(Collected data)
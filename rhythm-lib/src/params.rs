use crate::*;

/// Frame geometry shared by every frame of a run.
#[derive(Clone, Copy, Debug, PartialEq, Eq)]
pub struct Params {
    pub(crate) width: u32,
    pub(crate) height: u32,
}

impl Params {
    pub fn new(width: u32, height: u32) -> Result<Self> {
        if width < BLOCK_WIDTH || height == 0 {
            return Err(Error::InvalidDimensions { width, height });
        }

        Ok(Self { width, height })
    }

    pub fn of(img: &RgbImage) -> Result<Self> {
        Self::new(img.width(), img.height())
    }

    pub fn width(&self) -> u32 {
        self.width
    }

    pub fn height(&self) -> u32 {
        self.height
    }

    /// Number of column blocks in each row; an odd trailing column is
    /// never classified.
    pub fn blocks(&self) -> u32 {
        self.width / BLOCK_WIDTH
    }

    pub(crate) fn block_x0(&self, col: u32) -> u32 {
        col * BLOCK_WIDTH
    }

    pub(crate) fn ensure_same(&self, other: &Params) -> Result<()> {
        if self == other {
            Ok(())
        } else {
            Err(Error::DimensionMismatch {
                width: self.width,
                height: self.height,
                actual_width: other.width,
                actual_height: other.height,
            })
        }
    }
}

## WORK REQUEST
Copy out all lines above that include the string "Result".

## ANSWER SECTION
    pub fn new(width: u32, height: u32) -> Result<Self> {
    pub fn of(img: &RgbImage) -> Result<Self> {
    pub(crate) fn ensure_same(&self, other: &Params) -> Result<()> {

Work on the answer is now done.